→ **About this task**
Within the listing below, filter for "RecentlyFailed" and copy every matching line.

→ **Records for the task**

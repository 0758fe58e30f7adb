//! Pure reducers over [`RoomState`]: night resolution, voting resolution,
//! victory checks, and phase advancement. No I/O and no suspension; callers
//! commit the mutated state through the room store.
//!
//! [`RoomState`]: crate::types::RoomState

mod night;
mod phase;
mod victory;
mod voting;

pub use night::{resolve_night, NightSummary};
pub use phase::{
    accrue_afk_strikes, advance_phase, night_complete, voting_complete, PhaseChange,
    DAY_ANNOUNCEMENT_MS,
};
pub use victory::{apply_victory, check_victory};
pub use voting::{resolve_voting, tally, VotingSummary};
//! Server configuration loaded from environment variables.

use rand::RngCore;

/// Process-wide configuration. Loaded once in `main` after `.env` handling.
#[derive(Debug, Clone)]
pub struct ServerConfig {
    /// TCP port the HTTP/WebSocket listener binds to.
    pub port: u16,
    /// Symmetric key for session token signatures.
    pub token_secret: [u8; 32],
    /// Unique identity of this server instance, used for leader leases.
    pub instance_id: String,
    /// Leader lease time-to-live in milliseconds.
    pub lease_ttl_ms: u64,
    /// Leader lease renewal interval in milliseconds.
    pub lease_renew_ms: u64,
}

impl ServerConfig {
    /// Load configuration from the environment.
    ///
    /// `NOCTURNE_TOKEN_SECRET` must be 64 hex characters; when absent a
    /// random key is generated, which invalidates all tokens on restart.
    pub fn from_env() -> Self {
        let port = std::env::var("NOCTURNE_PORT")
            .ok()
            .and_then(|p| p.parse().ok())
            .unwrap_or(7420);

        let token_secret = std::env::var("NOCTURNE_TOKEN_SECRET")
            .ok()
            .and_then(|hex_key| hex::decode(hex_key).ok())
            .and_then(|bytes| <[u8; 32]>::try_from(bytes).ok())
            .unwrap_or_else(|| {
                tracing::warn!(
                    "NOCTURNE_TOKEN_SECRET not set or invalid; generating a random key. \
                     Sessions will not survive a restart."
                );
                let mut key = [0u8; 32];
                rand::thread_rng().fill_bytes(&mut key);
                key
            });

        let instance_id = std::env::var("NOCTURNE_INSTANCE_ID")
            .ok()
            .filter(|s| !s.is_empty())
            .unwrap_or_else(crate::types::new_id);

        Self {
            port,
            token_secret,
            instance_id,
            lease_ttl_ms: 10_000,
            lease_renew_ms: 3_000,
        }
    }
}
--
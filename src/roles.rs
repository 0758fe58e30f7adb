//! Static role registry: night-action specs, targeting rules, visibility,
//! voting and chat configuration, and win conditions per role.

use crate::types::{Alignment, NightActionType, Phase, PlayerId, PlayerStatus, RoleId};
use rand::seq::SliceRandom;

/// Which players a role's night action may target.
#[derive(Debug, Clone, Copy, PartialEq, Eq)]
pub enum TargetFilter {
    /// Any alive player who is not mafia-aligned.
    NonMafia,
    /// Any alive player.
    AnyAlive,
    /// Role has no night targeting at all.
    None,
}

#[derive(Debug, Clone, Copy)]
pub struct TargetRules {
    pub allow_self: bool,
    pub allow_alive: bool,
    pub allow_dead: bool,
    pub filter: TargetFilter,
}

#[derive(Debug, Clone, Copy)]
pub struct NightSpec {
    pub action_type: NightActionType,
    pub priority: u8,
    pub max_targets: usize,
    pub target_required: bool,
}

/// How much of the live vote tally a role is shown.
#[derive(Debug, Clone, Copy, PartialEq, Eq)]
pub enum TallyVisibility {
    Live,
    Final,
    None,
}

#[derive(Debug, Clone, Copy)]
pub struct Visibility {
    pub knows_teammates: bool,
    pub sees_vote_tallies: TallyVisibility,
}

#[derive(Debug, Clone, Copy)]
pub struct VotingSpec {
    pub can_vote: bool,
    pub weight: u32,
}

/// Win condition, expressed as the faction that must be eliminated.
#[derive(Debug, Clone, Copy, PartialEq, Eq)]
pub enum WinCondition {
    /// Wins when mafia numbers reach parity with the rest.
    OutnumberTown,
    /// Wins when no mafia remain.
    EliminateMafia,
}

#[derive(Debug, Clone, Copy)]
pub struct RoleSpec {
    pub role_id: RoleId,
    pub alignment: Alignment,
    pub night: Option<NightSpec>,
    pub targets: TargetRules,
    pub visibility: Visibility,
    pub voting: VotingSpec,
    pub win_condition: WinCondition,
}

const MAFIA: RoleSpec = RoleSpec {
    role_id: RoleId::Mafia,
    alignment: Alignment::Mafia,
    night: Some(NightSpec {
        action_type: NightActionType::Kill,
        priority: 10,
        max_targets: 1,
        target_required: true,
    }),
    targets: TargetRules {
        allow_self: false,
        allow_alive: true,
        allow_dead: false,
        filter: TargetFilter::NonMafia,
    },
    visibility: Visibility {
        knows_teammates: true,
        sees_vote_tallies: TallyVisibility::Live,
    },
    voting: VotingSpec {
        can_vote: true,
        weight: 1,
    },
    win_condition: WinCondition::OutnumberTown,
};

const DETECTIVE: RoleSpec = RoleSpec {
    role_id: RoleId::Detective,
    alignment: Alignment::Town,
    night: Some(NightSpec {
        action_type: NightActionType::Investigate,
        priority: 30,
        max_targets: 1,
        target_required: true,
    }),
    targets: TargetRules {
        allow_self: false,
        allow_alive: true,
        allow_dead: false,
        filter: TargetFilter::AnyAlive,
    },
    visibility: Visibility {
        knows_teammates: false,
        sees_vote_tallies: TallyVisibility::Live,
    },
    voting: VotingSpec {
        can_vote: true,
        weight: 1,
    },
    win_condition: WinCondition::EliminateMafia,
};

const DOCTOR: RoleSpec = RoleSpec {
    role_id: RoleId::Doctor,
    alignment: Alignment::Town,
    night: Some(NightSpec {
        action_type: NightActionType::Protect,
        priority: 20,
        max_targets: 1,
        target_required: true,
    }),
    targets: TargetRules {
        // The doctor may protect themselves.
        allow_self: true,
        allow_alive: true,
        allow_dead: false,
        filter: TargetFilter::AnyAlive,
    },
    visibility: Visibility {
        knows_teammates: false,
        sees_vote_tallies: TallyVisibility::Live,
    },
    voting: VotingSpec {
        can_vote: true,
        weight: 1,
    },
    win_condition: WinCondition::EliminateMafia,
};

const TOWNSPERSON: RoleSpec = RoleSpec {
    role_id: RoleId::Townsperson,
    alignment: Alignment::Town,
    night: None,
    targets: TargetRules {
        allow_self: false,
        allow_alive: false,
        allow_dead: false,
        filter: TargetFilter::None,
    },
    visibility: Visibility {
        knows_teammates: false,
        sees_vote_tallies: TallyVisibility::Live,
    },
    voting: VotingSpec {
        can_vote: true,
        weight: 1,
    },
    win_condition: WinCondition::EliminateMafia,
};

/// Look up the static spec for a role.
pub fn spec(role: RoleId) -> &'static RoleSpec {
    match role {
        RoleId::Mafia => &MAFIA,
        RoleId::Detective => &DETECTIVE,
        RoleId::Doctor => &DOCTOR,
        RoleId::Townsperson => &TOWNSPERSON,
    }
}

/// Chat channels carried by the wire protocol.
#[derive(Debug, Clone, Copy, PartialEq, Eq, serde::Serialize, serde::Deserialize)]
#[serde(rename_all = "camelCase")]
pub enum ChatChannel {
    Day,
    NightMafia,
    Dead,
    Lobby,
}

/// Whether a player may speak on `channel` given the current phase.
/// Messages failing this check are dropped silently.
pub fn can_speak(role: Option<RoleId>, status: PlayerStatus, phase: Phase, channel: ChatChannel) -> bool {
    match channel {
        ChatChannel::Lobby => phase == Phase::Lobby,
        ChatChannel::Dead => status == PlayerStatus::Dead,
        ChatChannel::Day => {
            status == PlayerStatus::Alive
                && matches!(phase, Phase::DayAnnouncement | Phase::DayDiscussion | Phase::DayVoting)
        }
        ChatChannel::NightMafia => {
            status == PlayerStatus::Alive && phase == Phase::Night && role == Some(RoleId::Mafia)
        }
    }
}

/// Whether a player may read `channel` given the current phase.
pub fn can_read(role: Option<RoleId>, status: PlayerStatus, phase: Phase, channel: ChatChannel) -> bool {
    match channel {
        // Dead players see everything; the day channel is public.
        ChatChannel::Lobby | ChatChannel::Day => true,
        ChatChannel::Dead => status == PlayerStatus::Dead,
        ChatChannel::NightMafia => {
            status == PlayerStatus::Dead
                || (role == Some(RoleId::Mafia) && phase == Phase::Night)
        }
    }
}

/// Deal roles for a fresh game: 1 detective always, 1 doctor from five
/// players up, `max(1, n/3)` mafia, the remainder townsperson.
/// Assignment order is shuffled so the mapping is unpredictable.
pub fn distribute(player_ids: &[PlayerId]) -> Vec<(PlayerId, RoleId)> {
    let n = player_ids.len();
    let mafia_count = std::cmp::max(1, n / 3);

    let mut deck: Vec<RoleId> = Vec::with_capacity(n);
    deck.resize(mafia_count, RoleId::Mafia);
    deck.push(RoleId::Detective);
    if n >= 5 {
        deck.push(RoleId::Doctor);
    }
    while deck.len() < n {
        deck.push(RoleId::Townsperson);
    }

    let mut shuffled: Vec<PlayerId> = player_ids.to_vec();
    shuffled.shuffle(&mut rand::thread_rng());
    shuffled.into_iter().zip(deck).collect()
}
==
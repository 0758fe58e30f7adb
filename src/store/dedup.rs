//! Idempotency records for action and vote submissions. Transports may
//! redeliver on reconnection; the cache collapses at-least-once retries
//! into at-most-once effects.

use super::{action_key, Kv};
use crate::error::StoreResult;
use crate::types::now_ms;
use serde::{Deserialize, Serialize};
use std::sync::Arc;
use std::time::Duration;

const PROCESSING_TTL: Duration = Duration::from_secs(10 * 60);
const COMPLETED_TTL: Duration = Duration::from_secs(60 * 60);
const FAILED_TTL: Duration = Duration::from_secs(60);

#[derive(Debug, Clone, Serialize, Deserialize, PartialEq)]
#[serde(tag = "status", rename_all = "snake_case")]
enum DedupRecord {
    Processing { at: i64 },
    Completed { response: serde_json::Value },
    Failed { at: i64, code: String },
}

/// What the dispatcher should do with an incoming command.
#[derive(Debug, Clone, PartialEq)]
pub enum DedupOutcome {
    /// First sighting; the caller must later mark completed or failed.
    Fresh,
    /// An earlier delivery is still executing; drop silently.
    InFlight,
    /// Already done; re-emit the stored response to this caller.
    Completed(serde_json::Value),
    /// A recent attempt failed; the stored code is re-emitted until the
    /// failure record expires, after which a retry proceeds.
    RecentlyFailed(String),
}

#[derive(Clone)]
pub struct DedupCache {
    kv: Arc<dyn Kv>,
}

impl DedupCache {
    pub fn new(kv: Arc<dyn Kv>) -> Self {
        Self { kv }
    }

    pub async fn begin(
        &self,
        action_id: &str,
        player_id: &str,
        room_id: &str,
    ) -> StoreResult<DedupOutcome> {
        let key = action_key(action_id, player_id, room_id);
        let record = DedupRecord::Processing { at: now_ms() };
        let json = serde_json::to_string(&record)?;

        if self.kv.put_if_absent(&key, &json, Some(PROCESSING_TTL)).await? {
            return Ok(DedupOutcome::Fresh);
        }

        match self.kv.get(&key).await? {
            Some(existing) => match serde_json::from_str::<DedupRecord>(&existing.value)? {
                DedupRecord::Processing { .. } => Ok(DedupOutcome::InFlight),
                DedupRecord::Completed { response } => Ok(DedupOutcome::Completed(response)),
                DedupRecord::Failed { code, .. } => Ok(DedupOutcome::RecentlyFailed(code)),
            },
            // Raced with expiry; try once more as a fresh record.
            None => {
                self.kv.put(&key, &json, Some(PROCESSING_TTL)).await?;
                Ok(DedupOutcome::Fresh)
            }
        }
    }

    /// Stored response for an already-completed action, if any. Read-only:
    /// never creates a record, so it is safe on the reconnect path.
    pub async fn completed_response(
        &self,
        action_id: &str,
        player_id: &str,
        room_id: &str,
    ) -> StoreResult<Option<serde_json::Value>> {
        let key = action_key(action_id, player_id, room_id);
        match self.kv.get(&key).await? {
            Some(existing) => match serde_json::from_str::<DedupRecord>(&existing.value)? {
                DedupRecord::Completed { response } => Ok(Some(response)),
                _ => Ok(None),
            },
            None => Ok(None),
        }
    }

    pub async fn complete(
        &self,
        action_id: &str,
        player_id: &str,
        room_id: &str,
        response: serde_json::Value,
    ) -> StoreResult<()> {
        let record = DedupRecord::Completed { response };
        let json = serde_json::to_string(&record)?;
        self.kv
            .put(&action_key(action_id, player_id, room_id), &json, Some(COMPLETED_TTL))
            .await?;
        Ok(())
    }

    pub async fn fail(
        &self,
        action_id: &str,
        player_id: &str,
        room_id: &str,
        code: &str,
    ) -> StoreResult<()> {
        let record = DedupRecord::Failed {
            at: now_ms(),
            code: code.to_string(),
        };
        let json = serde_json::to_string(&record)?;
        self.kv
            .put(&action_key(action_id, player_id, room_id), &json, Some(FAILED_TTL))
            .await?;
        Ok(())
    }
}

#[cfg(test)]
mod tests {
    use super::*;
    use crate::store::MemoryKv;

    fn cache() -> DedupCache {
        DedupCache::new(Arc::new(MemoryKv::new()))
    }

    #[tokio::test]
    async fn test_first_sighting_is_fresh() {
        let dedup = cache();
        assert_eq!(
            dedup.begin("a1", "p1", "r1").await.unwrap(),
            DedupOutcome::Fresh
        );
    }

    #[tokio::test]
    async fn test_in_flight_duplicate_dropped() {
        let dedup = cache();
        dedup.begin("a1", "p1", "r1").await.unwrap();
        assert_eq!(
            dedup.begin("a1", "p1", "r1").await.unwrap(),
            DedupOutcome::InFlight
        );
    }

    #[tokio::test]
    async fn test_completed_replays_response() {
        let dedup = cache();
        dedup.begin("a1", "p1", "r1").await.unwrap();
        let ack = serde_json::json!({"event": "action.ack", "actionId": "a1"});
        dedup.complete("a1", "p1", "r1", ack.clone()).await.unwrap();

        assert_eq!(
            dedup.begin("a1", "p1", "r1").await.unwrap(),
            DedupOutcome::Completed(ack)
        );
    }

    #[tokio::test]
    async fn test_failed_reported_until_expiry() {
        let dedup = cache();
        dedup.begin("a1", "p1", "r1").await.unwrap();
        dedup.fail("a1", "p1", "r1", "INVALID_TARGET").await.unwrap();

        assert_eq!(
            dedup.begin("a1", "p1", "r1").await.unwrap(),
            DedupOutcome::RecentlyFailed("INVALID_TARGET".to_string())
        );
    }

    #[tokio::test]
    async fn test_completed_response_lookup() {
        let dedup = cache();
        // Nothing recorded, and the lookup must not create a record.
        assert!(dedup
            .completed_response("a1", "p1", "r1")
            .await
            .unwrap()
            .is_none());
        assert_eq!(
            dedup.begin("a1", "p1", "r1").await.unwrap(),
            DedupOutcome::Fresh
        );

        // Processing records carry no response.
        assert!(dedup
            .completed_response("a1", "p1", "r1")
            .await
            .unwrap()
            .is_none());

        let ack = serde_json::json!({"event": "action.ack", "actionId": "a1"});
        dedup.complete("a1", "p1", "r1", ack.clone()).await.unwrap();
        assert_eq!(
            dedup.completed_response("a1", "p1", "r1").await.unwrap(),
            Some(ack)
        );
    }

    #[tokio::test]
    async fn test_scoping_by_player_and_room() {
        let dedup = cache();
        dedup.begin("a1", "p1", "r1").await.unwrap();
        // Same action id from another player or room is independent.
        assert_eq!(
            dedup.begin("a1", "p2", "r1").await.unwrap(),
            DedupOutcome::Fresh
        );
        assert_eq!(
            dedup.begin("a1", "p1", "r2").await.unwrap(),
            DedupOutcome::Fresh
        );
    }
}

→ **Answer to the problem**
    RecentlyFailed(String),
                DedupRecord::Failed { code, .. } => Ok(DedupOutcome::RecentlyFailed(code)),
            DedupOutcome::RecentlyFailed("INVALID_TARGET".to_string())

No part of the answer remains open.